## EXERCISE INSTRUCTIONS
From the entries that follow, gather each line holding the word "targets".

## MATERIAL FOR THIS TASK

○ ○ ○

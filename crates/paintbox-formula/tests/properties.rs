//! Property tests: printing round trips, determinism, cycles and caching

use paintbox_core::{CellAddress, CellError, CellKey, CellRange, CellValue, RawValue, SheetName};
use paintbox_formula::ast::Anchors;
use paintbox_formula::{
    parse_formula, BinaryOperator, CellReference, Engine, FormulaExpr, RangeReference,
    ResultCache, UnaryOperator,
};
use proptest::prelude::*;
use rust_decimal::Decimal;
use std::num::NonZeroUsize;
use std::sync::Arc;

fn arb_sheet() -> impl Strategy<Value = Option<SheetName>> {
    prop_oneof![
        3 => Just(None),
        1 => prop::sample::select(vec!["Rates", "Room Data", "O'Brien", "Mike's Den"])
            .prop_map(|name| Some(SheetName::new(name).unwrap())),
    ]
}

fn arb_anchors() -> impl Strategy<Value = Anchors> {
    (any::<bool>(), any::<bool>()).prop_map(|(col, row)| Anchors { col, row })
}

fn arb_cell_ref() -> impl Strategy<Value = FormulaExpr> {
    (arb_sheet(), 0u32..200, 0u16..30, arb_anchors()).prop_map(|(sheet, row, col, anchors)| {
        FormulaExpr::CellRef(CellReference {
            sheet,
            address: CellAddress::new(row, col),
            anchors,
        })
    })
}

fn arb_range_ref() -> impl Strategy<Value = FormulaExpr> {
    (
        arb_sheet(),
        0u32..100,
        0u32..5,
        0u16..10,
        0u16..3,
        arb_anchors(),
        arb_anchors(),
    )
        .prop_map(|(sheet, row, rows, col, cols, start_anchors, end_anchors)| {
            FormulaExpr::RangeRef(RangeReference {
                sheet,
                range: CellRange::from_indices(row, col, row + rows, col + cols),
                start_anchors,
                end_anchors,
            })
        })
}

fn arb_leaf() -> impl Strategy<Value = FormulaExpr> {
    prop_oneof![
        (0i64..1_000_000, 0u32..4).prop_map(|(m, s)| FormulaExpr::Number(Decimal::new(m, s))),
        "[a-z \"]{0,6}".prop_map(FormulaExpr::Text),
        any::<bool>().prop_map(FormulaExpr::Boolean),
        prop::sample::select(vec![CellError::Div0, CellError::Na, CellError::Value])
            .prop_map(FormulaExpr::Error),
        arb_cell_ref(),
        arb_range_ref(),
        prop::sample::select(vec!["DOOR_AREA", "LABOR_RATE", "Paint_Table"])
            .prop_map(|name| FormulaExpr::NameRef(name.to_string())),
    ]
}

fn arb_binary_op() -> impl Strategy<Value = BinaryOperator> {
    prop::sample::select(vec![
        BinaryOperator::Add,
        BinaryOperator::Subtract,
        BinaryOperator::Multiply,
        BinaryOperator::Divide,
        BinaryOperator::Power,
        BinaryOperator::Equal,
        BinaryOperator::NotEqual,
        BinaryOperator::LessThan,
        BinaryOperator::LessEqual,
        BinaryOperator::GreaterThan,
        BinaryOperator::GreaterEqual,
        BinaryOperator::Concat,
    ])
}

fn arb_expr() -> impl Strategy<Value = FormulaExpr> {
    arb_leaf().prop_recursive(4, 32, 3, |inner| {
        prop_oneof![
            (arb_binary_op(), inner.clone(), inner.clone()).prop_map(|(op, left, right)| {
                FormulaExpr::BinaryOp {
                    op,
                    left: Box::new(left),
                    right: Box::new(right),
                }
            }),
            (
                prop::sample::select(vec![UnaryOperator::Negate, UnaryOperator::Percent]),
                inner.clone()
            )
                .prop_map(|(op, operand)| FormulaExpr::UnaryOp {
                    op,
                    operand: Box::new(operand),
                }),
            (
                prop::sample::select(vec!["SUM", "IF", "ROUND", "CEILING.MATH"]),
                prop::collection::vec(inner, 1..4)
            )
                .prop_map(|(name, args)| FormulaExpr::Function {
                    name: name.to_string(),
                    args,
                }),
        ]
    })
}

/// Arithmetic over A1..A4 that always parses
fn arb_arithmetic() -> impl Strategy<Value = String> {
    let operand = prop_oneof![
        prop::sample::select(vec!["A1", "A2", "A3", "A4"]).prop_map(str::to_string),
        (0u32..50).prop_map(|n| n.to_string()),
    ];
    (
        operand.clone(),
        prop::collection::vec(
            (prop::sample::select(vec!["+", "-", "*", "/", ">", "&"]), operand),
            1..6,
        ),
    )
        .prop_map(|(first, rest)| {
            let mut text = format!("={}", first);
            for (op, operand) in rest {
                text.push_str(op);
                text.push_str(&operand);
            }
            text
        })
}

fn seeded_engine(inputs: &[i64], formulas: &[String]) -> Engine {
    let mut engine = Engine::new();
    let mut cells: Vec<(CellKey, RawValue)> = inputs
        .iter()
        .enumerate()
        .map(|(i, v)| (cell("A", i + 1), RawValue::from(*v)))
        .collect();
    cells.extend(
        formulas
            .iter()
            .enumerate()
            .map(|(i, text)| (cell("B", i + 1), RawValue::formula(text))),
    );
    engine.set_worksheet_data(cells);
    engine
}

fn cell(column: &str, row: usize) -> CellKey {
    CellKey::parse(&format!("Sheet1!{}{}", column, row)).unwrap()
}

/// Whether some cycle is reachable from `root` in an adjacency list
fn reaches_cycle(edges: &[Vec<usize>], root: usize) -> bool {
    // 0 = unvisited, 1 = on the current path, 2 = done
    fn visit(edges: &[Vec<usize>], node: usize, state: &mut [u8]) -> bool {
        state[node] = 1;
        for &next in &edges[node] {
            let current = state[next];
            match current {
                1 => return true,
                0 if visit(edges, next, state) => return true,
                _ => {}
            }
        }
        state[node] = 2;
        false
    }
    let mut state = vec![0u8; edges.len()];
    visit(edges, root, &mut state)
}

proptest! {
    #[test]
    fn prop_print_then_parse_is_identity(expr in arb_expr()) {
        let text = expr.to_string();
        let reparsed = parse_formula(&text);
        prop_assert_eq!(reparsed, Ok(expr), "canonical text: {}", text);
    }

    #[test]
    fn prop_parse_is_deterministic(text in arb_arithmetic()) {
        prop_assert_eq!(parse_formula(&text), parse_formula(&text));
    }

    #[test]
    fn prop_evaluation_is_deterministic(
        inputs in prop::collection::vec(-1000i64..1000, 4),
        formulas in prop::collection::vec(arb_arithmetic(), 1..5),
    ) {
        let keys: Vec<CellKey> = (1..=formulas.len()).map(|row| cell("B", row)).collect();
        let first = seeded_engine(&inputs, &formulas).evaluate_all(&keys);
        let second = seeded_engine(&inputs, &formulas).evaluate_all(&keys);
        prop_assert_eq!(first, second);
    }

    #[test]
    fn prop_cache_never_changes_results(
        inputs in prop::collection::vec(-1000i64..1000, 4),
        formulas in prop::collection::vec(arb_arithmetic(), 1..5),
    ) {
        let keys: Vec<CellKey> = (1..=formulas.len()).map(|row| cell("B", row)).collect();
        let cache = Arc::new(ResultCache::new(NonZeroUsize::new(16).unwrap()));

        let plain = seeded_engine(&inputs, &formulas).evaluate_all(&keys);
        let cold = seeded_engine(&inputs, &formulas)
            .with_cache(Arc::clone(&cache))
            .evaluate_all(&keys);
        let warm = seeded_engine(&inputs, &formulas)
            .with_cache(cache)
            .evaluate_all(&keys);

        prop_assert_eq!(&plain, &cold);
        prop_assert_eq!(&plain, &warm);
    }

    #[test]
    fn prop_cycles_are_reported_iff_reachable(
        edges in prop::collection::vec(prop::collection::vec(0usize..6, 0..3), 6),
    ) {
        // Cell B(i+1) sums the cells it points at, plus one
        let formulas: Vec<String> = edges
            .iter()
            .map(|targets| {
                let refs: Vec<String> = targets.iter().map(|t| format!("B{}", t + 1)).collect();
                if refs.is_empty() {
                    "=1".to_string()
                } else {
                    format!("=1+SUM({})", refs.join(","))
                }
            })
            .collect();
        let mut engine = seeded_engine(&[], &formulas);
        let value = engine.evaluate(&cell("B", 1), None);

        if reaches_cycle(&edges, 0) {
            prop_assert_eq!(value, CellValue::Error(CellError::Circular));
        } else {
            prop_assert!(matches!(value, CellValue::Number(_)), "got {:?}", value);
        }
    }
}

○ ○ ○

## RESULT BELOW
            .map(|targets| {
                let refs: Vec<String> = targets.iter().map(|t| format!("B{}", t + 1)).collect();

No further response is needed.